== Excerpted data ==

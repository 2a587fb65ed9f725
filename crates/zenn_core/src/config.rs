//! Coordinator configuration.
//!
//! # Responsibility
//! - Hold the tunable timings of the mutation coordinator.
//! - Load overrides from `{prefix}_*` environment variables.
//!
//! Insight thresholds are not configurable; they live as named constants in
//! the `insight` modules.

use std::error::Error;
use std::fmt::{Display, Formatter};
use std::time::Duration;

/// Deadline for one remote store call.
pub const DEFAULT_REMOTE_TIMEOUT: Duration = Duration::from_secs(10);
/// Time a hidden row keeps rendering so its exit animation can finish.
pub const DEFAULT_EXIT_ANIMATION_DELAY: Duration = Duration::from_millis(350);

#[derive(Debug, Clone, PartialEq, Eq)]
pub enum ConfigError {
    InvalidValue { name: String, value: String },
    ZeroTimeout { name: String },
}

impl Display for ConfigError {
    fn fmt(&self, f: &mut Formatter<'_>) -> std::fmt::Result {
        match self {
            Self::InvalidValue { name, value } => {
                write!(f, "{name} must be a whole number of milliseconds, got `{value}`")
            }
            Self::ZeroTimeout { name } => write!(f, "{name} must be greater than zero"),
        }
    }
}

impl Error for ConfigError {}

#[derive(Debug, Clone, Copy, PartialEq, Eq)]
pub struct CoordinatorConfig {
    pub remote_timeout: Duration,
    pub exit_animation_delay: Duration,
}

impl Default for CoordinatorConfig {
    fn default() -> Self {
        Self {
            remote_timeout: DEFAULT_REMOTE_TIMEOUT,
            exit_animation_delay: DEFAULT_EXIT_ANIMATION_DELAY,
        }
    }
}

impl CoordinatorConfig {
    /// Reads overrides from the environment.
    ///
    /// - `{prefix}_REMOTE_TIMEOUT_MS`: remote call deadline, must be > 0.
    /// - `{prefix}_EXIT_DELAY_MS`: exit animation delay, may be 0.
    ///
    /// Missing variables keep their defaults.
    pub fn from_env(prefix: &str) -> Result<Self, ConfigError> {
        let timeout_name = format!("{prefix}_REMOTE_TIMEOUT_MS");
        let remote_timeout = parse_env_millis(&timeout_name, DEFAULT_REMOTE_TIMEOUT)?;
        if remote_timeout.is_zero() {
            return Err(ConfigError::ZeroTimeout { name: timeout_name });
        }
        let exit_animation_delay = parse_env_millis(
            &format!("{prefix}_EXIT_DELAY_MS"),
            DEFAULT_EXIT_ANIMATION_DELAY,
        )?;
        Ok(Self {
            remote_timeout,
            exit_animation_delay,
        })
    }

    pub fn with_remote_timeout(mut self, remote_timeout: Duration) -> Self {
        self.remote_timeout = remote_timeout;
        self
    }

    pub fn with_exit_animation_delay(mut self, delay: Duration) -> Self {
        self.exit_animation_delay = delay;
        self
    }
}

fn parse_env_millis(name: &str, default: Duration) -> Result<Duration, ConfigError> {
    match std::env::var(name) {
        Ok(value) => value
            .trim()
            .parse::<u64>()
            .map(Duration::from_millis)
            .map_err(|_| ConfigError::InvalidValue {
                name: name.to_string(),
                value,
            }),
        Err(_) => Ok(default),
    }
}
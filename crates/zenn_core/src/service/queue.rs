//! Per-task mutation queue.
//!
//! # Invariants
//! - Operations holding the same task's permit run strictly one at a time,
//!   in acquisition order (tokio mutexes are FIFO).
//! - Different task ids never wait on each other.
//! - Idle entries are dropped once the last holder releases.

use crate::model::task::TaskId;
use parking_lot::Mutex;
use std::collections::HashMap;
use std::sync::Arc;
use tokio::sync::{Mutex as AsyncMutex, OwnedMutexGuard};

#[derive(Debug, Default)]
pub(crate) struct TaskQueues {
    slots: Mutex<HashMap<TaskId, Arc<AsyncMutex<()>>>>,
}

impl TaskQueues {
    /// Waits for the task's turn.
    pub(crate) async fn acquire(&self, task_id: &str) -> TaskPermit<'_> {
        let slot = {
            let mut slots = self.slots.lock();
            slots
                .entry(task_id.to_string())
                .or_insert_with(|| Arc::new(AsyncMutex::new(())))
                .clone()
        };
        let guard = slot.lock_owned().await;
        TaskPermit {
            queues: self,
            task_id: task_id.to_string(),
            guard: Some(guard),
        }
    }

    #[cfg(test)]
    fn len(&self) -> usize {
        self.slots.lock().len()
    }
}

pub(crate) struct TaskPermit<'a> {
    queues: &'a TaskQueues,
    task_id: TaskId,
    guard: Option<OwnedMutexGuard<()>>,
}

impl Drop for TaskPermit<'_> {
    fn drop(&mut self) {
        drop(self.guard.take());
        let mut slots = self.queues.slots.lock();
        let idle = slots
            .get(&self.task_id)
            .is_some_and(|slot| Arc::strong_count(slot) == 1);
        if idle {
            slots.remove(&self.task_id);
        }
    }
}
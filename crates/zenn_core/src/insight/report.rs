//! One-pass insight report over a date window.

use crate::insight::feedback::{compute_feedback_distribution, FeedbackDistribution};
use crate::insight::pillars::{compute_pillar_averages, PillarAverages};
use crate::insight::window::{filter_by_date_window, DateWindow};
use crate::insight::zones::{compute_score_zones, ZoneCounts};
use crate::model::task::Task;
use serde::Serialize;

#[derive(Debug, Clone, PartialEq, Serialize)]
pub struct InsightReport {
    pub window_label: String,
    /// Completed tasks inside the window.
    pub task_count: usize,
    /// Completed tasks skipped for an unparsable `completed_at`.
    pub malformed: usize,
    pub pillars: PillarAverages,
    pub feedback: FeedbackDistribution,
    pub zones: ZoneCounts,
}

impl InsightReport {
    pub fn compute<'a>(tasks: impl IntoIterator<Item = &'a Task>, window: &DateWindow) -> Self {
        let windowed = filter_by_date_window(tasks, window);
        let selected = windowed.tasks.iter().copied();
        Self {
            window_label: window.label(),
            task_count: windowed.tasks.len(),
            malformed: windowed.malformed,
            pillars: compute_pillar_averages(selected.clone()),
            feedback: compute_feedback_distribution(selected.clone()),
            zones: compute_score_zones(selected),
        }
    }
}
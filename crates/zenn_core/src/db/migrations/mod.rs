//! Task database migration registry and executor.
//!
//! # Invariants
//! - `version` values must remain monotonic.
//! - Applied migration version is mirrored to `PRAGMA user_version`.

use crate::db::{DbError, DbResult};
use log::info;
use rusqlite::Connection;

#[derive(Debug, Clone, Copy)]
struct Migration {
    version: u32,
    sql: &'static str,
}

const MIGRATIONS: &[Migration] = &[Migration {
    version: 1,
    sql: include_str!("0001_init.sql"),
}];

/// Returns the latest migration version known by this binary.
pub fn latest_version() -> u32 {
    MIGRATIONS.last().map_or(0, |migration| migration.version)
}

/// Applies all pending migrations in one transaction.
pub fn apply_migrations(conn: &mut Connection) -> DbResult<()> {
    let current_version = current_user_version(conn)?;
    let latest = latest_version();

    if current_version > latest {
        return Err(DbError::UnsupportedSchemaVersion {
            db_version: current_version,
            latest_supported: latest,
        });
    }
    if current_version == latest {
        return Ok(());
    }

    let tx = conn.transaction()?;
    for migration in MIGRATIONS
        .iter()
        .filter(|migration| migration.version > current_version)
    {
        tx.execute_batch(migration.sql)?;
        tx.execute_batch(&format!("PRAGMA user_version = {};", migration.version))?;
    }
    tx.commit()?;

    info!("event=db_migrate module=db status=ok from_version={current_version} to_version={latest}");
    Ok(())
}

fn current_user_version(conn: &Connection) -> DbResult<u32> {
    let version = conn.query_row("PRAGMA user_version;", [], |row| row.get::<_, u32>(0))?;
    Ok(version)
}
--
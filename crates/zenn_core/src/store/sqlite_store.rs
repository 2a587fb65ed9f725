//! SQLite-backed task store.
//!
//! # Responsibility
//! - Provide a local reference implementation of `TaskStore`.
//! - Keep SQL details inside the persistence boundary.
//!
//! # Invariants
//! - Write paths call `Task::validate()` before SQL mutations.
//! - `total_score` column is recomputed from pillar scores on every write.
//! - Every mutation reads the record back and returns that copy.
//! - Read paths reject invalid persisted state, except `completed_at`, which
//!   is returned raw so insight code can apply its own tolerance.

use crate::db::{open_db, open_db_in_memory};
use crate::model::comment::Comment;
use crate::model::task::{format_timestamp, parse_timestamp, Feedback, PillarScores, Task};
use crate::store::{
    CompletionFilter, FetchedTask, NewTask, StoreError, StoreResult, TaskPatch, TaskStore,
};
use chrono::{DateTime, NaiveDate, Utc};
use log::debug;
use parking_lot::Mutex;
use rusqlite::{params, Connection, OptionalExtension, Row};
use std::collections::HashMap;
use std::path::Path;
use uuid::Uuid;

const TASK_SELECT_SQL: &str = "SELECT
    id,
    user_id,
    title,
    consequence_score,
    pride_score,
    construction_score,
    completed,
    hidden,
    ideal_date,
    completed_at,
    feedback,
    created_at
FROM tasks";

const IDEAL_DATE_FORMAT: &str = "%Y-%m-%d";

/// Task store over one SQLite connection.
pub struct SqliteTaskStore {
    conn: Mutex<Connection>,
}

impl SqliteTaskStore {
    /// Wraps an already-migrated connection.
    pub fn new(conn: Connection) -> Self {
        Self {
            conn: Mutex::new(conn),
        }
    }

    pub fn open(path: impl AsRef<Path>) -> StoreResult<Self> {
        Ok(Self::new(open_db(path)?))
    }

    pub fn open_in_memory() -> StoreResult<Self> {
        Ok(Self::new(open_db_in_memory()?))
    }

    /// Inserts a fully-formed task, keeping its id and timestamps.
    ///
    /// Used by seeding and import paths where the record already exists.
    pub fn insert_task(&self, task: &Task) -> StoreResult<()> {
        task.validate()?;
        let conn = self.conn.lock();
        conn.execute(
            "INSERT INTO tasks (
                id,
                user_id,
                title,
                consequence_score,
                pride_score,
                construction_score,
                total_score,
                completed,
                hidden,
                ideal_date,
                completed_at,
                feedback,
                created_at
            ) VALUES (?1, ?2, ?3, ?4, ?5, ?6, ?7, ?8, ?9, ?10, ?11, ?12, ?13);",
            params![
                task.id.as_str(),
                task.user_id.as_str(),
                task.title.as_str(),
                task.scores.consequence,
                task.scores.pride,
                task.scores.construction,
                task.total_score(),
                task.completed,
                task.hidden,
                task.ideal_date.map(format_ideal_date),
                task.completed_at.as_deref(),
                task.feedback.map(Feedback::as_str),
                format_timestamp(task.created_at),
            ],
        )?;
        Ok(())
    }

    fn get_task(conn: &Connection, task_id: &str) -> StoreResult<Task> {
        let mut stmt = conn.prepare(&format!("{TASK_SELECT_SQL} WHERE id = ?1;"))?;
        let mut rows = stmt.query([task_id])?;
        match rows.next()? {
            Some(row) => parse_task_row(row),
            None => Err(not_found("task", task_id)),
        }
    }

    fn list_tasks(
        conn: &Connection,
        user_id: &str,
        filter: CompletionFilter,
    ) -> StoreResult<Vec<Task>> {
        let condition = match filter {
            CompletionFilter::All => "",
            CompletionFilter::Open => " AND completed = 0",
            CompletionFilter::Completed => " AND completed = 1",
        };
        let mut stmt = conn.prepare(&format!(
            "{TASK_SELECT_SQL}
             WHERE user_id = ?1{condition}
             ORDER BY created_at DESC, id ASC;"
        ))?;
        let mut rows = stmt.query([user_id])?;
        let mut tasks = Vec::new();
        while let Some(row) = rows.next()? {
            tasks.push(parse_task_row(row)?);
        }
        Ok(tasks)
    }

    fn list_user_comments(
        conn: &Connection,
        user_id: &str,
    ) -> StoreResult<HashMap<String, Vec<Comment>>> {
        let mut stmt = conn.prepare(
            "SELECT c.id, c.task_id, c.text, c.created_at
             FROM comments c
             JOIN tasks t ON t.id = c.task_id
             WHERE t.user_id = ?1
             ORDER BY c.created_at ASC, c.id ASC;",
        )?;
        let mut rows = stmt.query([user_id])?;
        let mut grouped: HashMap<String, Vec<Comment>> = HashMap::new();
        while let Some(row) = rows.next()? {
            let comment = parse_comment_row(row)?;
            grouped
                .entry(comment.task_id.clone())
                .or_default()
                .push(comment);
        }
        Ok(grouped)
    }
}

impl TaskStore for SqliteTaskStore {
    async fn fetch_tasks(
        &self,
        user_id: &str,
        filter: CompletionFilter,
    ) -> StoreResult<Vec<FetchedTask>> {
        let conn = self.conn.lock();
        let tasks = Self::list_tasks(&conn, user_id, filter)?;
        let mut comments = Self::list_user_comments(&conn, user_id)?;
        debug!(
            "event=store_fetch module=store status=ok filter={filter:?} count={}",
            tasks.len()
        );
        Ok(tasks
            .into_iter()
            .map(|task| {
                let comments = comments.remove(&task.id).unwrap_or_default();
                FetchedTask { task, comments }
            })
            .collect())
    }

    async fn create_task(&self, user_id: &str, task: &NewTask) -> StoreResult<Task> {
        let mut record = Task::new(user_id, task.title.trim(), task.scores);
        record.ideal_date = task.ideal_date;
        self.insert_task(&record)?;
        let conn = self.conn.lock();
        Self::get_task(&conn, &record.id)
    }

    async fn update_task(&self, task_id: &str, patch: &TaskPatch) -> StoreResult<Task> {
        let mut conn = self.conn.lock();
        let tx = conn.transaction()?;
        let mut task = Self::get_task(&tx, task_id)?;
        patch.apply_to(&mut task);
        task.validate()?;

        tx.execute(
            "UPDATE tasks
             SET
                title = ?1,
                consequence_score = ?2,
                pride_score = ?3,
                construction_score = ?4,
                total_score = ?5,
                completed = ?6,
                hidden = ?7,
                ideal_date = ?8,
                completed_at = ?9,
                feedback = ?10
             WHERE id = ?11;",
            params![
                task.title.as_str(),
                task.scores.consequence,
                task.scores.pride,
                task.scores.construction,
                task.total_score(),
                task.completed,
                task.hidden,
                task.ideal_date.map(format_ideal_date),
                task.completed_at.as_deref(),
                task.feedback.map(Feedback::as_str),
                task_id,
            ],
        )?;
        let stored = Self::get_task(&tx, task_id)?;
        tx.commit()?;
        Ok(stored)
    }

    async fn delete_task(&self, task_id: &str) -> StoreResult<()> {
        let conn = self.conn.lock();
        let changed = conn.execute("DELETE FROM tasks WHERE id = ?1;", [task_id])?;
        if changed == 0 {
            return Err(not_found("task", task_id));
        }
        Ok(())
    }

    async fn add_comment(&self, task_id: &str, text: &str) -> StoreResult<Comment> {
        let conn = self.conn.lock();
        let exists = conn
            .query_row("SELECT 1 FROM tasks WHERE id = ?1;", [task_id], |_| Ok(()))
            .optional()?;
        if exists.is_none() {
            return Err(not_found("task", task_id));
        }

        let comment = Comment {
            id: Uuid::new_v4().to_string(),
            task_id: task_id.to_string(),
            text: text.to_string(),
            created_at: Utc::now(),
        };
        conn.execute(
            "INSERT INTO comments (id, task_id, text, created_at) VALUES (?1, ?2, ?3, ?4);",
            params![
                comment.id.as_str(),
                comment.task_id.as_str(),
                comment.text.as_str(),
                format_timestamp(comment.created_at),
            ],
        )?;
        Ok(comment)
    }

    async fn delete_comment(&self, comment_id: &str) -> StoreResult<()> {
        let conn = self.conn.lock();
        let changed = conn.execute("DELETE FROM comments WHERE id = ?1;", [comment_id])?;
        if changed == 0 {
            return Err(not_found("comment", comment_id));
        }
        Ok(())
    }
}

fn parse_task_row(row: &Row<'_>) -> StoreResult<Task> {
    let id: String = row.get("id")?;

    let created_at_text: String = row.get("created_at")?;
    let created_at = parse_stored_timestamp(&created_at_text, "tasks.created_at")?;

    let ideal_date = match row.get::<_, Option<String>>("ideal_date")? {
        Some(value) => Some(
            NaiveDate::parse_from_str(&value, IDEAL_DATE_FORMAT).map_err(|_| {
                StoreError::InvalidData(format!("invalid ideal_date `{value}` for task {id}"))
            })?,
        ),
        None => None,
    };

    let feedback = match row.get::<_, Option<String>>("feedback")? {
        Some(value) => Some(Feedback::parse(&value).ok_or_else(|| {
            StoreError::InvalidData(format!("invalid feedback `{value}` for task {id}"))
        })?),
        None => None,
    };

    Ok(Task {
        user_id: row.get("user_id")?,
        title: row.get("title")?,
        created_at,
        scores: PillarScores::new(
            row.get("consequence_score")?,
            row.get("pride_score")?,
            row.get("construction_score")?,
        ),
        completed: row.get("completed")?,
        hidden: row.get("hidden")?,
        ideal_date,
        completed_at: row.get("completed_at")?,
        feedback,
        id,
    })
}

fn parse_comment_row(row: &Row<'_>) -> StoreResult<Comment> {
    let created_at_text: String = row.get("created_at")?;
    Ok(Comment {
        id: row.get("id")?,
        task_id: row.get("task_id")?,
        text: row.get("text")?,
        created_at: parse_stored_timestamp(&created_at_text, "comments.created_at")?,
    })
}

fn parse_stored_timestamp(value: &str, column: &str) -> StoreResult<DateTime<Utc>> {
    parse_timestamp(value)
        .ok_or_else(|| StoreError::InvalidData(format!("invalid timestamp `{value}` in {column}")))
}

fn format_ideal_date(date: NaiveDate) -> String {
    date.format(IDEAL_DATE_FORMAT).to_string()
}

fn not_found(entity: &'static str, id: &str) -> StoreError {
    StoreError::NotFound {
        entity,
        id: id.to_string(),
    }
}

== What to produce ==
Using the data above, state the number of lines that contain the word "ZoneCounts"; add nothing else.

== Answer below ==
2